*What to do*. I would like each line of the data that holds the word "InvoiceResponse" copied out.

*Input material*.

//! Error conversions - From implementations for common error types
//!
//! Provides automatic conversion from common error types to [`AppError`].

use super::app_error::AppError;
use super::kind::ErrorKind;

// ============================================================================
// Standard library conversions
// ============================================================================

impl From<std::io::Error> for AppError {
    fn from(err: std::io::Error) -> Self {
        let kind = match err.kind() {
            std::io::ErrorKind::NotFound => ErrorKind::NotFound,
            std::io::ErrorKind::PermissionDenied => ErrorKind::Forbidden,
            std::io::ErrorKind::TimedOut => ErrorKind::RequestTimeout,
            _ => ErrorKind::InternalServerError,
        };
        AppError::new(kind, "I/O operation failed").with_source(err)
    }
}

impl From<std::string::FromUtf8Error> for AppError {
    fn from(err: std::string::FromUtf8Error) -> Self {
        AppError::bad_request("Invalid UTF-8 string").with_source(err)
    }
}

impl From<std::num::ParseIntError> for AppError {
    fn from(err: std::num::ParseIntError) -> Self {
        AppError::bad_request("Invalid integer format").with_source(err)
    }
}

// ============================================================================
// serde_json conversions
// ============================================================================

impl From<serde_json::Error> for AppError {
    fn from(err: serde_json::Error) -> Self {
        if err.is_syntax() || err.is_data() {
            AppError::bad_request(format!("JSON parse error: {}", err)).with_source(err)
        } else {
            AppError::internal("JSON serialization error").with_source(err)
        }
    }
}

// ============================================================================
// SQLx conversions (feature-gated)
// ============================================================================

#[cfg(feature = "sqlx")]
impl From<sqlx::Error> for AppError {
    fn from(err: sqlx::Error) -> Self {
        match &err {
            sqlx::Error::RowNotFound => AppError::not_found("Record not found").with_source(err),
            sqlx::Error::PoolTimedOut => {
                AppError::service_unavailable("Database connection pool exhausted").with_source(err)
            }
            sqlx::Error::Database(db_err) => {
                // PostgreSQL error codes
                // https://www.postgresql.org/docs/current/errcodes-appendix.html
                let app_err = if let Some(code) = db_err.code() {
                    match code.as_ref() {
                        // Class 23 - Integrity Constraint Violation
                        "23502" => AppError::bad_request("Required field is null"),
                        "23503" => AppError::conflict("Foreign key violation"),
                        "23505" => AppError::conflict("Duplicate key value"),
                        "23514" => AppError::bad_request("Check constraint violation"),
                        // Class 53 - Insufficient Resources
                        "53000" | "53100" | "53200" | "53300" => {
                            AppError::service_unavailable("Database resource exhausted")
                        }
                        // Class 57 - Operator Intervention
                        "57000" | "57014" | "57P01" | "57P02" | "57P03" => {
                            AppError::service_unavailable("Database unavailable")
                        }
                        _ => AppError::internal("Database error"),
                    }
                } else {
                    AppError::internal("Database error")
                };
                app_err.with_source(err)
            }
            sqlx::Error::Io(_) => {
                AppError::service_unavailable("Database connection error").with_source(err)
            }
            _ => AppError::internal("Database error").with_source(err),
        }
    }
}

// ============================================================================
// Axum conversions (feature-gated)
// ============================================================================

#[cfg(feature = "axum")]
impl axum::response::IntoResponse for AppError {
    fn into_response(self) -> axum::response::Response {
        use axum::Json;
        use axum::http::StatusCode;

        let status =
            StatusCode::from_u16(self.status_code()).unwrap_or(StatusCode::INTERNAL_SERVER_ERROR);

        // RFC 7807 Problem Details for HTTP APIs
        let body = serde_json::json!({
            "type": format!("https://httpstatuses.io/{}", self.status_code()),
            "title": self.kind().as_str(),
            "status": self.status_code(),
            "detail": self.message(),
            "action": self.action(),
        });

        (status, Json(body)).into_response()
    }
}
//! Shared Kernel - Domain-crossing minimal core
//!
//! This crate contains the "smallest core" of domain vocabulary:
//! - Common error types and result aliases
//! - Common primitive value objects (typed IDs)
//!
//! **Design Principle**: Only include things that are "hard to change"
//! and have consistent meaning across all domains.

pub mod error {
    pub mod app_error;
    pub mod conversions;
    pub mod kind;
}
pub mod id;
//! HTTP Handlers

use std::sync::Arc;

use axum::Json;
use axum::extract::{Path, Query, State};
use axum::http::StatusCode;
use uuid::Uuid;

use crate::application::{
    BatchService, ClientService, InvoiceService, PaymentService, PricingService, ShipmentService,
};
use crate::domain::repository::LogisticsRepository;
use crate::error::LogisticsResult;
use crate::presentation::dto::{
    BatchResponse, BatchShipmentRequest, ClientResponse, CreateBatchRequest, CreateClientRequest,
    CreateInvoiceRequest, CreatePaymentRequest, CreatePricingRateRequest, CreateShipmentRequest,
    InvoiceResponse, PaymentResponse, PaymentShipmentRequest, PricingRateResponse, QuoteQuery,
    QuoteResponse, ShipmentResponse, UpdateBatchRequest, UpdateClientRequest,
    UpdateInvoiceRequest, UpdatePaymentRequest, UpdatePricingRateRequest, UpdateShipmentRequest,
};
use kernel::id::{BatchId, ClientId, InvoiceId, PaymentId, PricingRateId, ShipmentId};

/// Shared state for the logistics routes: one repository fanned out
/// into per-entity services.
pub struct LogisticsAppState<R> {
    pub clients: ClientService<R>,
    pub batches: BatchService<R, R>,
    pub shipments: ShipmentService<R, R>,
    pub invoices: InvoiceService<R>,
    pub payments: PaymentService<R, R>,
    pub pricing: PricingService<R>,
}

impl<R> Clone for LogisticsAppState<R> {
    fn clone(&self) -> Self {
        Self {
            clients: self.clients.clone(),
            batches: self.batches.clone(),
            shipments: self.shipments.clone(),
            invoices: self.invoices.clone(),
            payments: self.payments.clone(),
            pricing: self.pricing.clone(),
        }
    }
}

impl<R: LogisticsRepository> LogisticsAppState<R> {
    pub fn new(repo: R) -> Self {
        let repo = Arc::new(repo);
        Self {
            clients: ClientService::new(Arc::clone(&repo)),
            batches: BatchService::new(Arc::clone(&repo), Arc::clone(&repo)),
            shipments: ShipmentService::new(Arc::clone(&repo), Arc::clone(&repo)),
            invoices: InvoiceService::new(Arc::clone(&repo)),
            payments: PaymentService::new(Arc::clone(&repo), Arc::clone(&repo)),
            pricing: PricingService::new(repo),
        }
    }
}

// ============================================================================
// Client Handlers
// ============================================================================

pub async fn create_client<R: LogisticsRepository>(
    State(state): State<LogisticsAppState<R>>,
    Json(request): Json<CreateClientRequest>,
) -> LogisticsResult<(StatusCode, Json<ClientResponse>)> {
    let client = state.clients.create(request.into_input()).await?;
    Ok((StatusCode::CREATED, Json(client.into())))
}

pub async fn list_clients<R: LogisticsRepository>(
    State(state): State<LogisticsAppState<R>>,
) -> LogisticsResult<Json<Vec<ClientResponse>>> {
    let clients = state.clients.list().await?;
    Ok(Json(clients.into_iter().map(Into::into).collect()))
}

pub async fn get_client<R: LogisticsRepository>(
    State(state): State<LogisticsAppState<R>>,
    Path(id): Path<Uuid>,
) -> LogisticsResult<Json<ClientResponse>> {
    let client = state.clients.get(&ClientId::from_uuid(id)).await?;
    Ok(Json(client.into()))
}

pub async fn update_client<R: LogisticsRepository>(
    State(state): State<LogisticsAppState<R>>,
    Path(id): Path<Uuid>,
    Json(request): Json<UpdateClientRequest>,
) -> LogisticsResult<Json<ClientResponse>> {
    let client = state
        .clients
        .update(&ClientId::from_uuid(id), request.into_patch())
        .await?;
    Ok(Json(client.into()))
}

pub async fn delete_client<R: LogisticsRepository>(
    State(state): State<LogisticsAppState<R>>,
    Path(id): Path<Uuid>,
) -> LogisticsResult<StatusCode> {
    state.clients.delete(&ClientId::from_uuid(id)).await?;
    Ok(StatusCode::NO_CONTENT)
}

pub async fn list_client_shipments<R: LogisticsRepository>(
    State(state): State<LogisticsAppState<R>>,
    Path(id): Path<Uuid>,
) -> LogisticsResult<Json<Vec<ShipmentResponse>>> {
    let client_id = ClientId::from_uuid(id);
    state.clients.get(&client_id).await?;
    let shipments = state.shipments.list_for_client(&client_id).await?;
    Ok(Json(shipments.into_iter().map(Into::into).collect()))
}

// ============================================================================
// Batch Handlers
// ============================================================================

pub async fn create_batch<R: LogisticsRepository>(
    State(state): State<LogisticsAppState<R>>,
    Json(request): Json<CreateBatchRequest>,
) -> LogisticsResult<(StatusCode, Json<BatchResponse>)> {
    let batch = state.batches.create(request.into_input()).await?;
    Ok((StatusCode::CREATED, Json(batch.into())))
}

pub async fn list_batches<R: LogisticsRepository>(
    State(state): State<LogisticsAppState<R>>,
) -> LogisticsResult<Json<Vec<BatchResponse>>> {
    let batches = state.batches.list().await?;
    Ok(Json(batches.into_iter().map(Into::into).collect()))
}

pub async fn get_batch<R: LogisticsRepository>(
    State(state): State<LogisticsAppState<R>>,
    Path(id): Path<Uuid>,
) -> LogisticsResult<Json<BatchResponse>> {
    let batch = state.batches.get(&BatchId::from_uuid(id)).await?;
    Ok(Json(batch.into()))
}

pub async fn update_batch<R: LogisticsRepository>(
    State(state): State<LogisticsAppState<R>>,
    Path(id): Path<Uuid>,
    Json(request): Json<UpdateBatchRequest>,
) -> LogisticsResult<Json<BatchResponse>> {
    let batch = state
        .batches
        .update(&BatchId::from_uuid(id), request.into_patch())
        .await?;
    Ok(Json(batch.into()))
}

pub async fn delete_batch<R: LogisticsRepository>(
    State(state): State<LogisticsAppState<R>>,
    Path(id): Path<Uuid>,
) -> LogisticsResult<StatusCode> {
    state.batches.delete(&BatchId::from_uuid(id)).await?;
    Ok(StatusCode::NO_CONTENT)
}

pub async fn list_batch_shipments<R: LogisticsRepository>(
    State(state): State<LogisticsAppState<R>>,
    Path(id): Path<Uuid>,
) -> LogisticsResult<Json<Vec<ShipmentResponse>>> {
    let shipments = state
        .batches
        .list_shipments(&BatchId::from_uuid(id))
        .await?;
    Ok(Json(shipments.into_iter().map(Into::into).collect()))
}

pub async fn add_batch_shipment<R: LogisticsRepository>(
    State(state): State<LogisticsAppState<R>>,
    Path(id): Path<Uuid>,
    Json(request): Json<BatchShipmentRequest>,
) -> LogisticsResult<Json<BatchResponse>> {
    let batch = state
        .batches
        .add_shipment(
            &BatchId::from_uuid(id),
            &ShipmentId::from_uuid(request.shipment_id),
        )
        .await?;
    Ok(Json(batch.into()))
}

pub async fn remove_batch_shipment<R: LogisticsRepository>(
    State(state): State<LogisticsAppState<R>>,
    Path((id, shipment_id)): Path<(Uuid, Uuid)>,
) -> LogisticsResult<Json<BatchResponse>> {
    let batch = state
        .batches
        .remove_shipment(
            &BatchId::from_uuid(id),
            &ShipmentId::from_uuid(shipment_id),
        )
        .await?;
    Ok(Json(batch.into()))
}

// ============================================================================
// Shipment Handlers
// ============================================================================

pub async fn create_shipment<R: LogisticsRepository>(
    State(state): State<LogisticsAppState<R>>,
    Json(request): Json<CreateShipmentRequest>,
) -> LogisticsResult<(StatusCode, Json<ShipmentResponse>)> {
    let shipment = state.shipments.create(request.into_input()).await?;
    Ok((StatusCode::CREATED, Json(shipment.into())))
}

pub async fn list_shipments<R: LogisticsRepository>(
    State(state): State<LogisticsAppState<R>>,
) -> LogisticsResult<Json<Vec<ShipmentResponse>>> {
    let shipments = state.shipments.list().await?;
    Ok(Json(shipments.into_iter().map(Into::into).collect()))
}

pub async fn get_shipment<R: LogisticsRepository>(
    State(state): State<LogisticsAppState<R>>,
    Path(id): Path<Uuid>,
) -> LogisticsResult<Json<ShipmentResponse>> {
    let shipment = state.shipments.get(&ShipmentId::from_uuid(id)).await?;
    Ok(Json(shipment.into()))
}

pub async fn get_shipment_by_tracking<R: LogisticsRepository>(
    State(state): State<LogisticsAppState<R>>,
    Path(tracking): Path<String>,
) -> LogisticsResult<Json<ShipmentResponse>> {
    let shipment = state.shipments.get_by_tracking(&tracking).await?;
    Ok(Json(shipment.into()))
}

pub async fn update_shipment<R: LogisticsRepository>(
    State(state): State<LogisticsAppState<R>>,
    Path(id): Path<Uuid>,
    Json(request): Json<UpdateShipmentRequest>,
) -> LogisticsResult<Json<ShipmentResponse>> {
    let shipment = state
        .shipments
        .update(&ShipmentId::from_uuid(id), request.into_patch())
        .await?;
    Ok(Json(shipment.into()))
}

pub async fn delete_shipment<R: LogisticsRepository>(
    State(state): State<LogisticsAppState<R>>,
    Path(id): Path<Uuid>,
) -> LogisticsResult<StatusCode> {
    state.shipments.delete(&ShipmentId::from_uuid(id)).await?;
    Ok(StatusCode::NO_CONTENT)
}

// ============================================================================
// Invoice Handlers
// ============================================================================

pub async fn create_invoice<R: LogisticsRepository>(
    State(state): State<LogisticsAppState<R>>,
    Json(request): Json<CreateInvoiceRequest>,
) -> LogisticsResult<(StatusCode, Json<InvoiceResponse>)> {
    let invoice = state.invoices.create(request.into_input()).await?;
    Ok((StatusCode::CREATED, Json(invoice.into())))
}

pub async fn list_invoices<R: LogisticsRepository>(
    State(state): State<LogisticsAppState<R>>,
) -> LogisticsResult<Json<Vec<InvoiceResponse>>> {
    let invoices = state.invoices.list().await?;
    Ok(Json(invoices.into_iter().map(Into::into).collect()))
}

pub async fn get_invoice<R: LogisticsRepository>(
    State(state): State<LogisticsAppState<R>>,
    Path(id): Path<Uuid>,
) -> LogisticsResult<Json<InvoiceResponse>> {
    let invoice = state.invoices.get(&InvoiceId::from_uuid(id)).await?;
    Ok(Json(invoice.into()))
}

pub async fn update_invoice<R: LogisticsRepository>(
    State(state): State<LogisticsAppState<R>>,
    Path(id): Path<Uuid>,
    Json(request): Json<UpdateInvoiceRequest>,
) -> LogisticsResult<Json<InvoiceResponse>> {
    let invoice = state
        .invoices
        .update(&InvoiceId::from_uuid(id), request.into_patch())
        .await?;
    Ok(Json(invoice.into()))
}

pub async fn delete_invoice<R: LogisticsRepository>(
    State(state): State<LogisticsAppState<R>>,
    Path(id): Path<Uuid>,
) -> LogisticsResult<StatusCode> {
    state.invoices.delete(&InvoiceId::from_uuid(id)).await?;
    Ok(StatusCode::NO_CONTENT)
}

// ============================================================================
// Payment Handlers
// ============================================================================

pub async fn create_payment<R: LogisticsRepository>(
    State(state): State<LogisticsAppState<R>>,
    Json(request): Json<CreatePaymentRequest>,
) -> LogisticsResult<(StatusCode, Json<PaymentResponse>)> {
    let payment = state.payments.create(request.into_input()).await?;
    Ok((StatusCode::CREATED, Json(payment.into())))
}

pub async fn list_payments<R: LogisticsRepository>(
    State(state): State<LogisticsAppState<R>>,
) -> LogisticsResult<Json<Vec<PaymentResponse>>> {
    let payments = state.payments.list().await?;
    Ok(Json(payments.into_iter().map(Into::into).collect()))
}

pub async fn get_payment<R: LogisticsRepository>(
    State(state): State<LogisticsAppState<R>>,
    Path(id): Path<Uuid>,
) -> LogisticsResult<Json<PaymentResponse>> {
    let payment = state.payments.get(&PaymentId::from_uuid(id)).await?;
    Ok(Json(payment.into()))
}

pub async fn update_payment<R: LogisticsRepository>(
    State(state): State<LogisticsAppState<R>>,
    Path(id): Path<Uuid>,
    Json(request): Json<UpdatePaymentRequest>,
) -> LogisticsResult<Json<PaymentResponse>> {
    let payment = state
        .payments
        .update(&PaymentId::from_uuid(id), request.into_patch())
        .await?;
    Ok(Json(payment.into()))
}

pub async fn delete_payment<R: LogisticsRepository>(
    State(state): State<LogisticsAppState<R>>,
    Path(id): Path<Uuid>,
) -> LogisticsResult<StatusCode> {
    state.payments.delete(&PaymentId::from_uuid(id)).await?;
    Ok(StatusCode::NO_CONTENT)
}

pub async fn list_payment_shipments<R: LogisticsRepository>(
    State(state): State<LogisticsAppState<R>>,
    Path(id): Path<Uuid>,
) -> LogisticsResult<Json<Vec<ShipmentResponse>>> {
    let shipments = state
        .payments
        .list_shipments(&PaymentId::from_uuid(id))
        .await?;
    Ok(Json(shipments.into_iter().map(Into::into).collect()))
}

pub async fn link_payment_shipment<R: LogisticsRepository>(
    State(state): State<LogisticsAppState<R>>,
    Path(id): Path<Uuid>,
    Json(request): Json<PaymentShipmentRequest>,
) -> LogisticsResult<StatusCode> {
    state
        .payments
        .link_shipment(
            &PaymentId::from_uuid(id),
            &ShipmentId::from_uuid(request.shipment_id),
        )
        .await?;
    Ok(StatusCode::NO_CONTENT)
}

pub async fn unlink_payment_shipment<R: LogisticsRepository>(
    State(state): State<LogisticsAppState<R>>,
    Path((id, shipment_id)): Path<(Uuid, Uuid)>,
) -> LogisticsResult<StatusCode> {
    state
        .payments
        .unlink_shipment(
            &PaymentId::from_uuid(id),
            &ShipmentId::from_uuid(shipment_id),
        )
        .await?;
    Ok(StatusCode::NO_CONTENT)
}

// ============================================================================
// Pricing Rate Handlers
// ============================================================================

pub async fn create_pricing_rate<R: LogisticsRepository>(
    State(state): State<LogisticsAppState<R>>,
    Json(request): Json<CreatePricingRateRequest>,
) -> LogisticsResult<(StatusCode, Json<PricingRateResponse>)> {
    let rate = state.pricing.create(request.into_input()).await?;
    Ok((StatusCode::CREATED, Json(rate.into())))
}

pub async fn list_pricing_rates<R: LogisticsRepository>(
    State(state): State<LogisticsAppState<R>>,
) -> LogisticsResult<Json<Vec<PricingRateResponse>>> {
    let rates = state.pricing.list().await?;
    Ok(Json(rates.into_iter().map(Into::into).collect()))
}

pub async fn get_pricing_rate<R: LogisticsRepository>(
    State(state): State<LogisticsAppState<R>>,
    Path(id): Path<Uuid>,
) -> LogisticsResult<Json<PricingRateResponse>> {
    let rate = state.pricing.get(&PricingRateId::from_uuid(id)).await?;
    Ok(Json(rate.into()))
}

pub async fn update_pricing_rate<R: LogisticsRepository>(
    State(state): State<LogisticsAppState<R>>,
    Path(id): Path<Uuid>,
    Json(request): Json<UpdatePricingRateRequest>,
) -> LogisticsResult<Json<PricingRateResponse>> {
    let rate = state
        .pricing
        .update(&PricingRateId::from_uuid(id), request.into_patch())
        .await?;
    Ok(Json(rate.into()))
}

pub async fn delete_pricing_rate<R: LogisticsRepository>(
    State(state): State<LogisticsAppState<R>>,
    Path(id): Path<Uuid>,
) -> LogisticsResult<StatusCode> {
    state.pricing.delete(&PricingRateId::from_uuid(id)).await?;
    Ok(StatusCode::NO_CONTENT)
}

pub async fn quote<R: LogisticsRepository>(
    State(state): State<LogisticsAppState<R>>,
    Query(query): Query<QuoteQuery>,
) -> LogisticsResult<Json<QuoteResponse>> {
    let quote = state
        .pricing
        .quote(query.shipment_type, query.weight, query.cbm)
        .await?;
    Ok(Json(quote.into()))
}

*Solution to this problem*.
    InvoiceResponse, PaymentResponse, PaymentShipmentRequest, PricingRateResponse, QuoteQuery,
) -> LogisticsResult<(StatusCode, Json<InvoiceResponse>)> {
) -> LogisticsResult<Json<Vec<InvoiceResponse>>> {
) -> LogisticsResult<Json<InvoiceResponse>> {
) -> LogisticsResult<Json<InvoiceResponse>> {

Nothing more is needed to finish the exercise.